As for how I get them to stay on the pillow. Go back and read what I said. Not going to tell Joby how to get his dogs to mind. Covered that T, your just in too big a hurry writing your special interpretations to read the damned posts.


----------



## Joby Becker

Terrasita Cuffie said:


> So *how do you get them to stay on the pillow* or did I miss that. You left out a few steps.
> 
> T


yeah this is a dog training forum...so explain for the good of everyone that has read your housetraining thread HOW you do it...


----------



## Don Turnipseed

James Downey said:


> Don, all this shit with manners... I do not give one **** about manners. All I like is open the crate and look the **** out. Other people like manners...but for me. Useless. I do not waste time teaching stupid shit like lay on a bed. I could use that time to teach my dog something valuable like oh, I do not know, not run from the decoy. Training dogs is not rocket science. There's a lot more moving parts in a dog than a rocket.
> 
> You talk like every newbie at the club does. Ask Chris Smith. I talked to him like you talk us. Before I ever stepped foot on a trial field I spouted off at the mouth about how I was going to be smiling down upon everyone with a trophy in my hand on the podium. It's a tad tougher than one would think. and It's all bullshit till you have put your leash, ball and collars away and stepped out on to a field. And we do not care what you "think" about working dog training. Because that's all you have to go on....thoughts.

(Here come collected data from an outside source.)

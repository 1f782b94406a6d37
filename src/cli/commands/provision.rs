//! Provision, provision-url and pull-llvm command implementations.

use anyhow::anyhow;
use std::io::Write;
use std::path::{Path, PathBuf};

use crate::cli::args::{ProvisionArgs, ProvisionUrlArgs};
use crate::error::{Result, ToolrigError};
use crate::provision::{ArchiveDescriptor, HttpFetcher, ProvisionReport, Provisioner};
use crate::toolchain::Toolchain;

use super::dispatcher::{Command, CommandResult};

/// What to provision.
enum Target {
    /// An entry under `archives:` in the configuration.
    Named {
        name: String,
        project_root: PathBuf,
        force: bool,
    },
    /// A descriptor assembled from command-line flags.
    Descriptor(ArchiveDescriptor),
    /// The prebuilt LLVM binaries for this platform.
    Llvm,
}

/// The provisioning command implementation.
pub struct ProvisionCommand<'a> {
    toolchain: &'a Toolchain,
    target: Target,
}

impl<'a> ProvisionCommand<'a> {
    /// Provision an archive configured under `archives:`.
    ///
    /// A relative destination is taken from `project_root`.
    pub fn named(toolchain: &'a Toolchain, project_root: &Path, args: ProvisionArgs) -> Self {
        Self {
            toolchain,
            target: Target::Named {
                name: args.archive,
                project_root: project_root.to_path_buf(),
                force: args.force,
            },
        }
    }

    /// Provision from explicit URLs. A relative `--dest` is taken from `project_root`.
    pub fn from_urls(toolchain: &'a Toolchain, project_root: &Path, args: ProvisionUrlArgs) -> Self {
        let mut descriptor =
            ArchiveDescriptor::new(args.urls, &args.dest).restrict_to(args.only);
        if let Some(levels) = args.strip {
            descriptor = descriptor.strip(levels);
        }
        if let Some(sha256) = args.sha256 {
            descriptor = descriptor.with_sha256(sha256);
        }
        Self {
            toolchain,
            target: Target::Descriptor(descriptor.rooted_at(project_root)),
        }
    }

    /// Download the prebuilt LLVM binaries into the cache.
    pub fn llvm(toolchain: &'a Toolchain) -> Self {
        Self {
            toolchain,
            target: Target::Llvm,
        }
    }

    fn descriptor(&self, name: &str) -> Result<&ArchiveDescriptor> {
        let archives = &self.toolchain.config().archives;
        archives.get(name).ok_or_else(|| {
            let known: Vec<&str> = archives.keys().map(String::as_str).collect();
            ToolrigError::Other(anyhow!(
                "No archive named '{}' in configuration (known: {})",
                name,
                if known.is_empty() {
                    "none".to_string()
                } else {
                    known.join(", ")
                }
            ))
        })
    }
}

impl Command for ProvisionCommand<'_> {
    fn execute(&self, out: &mut dyn Write) -> Result<CommandResult> {
        let fetcher = HttpFetcher::new()?;
        let report = match &self.target {
            Target::Named {
                name,
                project_root,
                force,
            } => {
                let mut descriptor = self.descriptor(name)?.rooted_at(project_root);
                if *force {
                    descriptor.present_if = None;
                }
                Provisioner::new(self.toolchain.cache(), &fetcher).provision(&descriptor)?
            }
            Target::Descriptor(descriptor) => {
                Provisioner::new(self.toolchain.cache(), &fetcher).provision(descriptor)?
            }
            Target::Llvm => self.toolchain.pull_llvm_binaries(&fetcher)?,
        };

        print_report(&report, out)?;
        Ok(CommandResult::success())
    }
}

fn print_report(report: &ProvisionReport, out: &mut dyn Write) -> std::io::Result<()> {
    if report.already_present {
        return writeln!(out, "{} is already provisioned", report.destination.display());
    }
    writeln!(
        out,
        "Provisioned {} ({} created, {} overwritten, {} skipped)",
        report.destination.display(),
        report.created,
        report.overwritten,
        report.skipped
    )
}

Then go talk about prey drive James. LOL


----------



## Sara Waters

The first 3 dogs I had were all high drive ACDS with a tendency to rip and tear were housetrained easily without crates (never heard of them ) and treats. I did use praise. 

With my pups I exercised them regularly and when I was out at work I had them contained in the laundry or whatever (like a big crate I guess). Apart from that, they slept by my bed in cardboard box and I would get up once in the night if they needed to go. Rest of the time I just took them out regularly to the same spot used the word do wee wee or whatever and praised them when they performed. I always took then out after they had eaten as this is usually when they produced the goods. It was reletively easy to notice when they were getting restless. In the house they usually hung wth me and I would keep an eye on them but they werent on a pillow or anything.

I had the occassional chewed rug but not much. I just exercised then, played with them, taught them basic manners and consistently took them outside with a command word and praise when they performed. I cant see it as rocket science. This was long before I knew anything about training dogs for work or sport, crates etc. or whatever and most of my friends did it the same way with no problems.

My dogs all learnt to indicate when they wanted out, by a bark, a stare, a knock on the door or whatever. I didn't teach them that they just worked it for themselves.


----------



## Don Turnipseed

Nicole Stark said:


> I don't know about any of this discussion. Frankly, I couldn't get past the disarray in the picture. Don normally your house is pretty tidy, so what the hell is going on in that room of yours?
> 
> And Joby, cmon I'm from the mid west too but damn that accent of yours is ridiculous especially when you carry on as you do in your demonstrations of pure foolishness. Reminds me of that preacher lady in King of the Hill.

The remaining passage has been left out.